Razão para
crer?
Por
que creio? Preciso crer para continuar vivendo. Pois quando o escândalo não é
mais possível é porque não sobrou mais nada. Optar pela angústia? Deixar-se
levar pelo desespero? Enveredar pelas trilas da tristeza? O que me resta? Acreditar
e esperar. É verdade que o importante é o hoje, devo dar sentido e plenitude à
vida presente, o amanhã e o futuro são tão incertos, por isso concordo em parte
com Russell que “quando morrerei, serei nada de nada e nenhuma coisa
sobreviverá de mim. Eu me esquivo viver tremendo de terror ao pensamento do
nada. A felicidade não é menos verdadeira porque deve terminar, nem o
pensamento ou o amor perdem o seu valor porque não são imortais”[1].
Temos uma crença e um desejo para o além, mas o que de fato experimentamos é o
aquém. E depois? Não tenho a menor ideia. Isso é fatalismo? Não penso que seja,
mas não posso negar ou aviltar o meu presente em função de um futuro. Então é
ateísmo? Quero que Deus me salve hoje, para não ter de perder tempo consertando
o já passado. Crer em Deus para mim é algo necessário para que eu possa
persistir, continuar e perseverar no bem. Se eu não acreditasse em Deus, qual o
motivo de fazer o bem ou de me preocupar com o depois? Aqui não falo das
manifestações religiosas ou das mitologias religiosas, mas da fé purificada,
que oferece um significado profundo à existência independentemente de qualquer
explicitação sociocultural. Acordar cedo, trabalhar, pagar as contas, projetar
o futuro, ajudar o próximo, qual o sentido de tudo isso se não acredito em
Deus? Seria suficiente a emoção, o temor ou a comoção para evitar o mal e se
esforçar em viver os valores? Qual o limite da caridade[2]?
O que impele alguém a ajudar o outro? Sem a crença o acaso tomaria corpo e as
coisas mudariam sem logicidade e ficaríamos mais perdidos que tudo. Razão
suficiente para crer? Para mim a
inteligibilidade da realidade é um fator primordial para uma vivência
responsável e para não desistir quando a lei da vantagem impera até nas esferas
religiosas (onde deveria reinar a gratuidade e o serviço); se eu não
acreditasse num Deus providente que caminha com a humanidade seria mais viável
viver como Diógenes[3],
pois não teria vantagem nenhuma se consumir por qualquer outra coisa. Por que
cuidar das pessoas, por que os sentimentos de compaixão, por que somos bons? Ou
simplesmente por esporte ou por tradição cultural? Ou tem uma razão maior e
mais consistente? A vida é absurda? Os limites são absurdos?
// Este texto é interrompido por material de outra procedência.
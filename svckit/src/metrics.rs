// svckit/src/metrics.rs
//
// Prometheus instruments for API calls (client side) and served routes (mock backend)

use lazy_static::lazy_static;
use prometheus::{register_histogram_vec, register_int_counter_vec, Encoder, HistogramVec, IntCounterVec, TextEncoder};

lazy_static! {
    pub static ref API_REQUEST_DURATION: HistogramVec = register_histogram_vec!(
        "logpulse_api_request_duration_seconds",
        "LogPulse API request duration in seconds",
        &["operation", "status"]
    ).unwrap();

    pub static ref API_REQUEST_COUNTER: IntCounterVec = register_int_counter_vec!(
        "logpulse_api_requests_total",
        "Total number of LogPulse API requests",
        &["operation", "status"]
    ).unwrap();

    pub static ref BACKEND_REQUEST_COUNTER: IntCounterVec = register_int_counter_vec!(
        "logpulse_backend_requests_total",
        "Total number of requests served by the mock backend",
        &["route"]
    ).unwrap();
}

pub fn record_request(operation: &str, success: bool, duration: f64) {
    let status = if success { "success" } else { "failure" };
    API_REQUEST_DURATION
        .with_label_values(&[operation, status])
        .observe(duration);
    API_REQUEST_COUNTER
        .with_label_values(&[operation, status])
        .inc();
}

pub fn record_served(route: &str) {
    BACKEND_REQUEST_COUNTER.with_label_values(&[route]).inc();
}

/// Default registry in the Prometheus text exposition format.
pub fn render() -> Result<String, prometheus::Error> {
    let encoder = TextEncoder::new();
    let mut buffer = Vec::new();
    encoder.encode(&prometheus::gather(), &mut buffer)?;
    String::from_utf8(buffer).map_err(|e| prometheus::Error::Msg(e.to_string()))
}

/// Metric label for an endpoint: the path with ids and query stripped.
pub fn operation_label(endpoint: &str) -> String {
    let path = endpoint.split('?').next().unwrap_or_default();
    let mut segments: Vec<&str> = path.split('/').filter(|s| !s.is_empty()).collect();
    // Level-scoped routes end in the level itself.
    if segments.len() >= 2 && segments[segments.len() - 2] == "level" {
        segments.pop();
    }
    segments.join(".")
}

#[cfg(test)]
mod tests {
    use super::*;

    #[test]
    fn test_operation_label() {
        assert_eq!(operation_label("/logs?page=0"), "logs");
        assert_eq!(operation_label("/logs/search/level/ERROR"), "logs.search.level");
        assert_eq!(operation_label("/dashboard/recent-errors"), "dashboard.recent-errors");
    }

    #[test]
    fn test_record_and_render() {
        record_request("logs", true, 0.01);
        record_served("logs");
        let text = render().unwrap();
        assert!(text.contains("logpulse_api_requests_total"));
        assert!(text.contains("logpulse_backend_requests_total"));
    }
}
É desgraça o que é
próprio da nossa espécie? Se não tem razão para crer, para que o esforço de
provar essa possibilidade[4]?
Entre objetivo e subjetivo, a razão maior está na própria experiência, ainda
que ela seja negativa. Tudo o que construímos é para melhor corroborar essa
chama que orienta a caminhada, do contrário, tudo se transforma em flatus vocis, ou seja, puro ritualismo
vazio e que apenas alimenta as superstições. A razão de crer é algo que
sustenta e impele a ter certeza que vale a pena viver apesar de toda essa
des–razão que o mundo oferece. Crer além e apesar de tudo, é o motivo pelo qual
encontro força para continuar vivendo e buscando ser feliz a cada dia.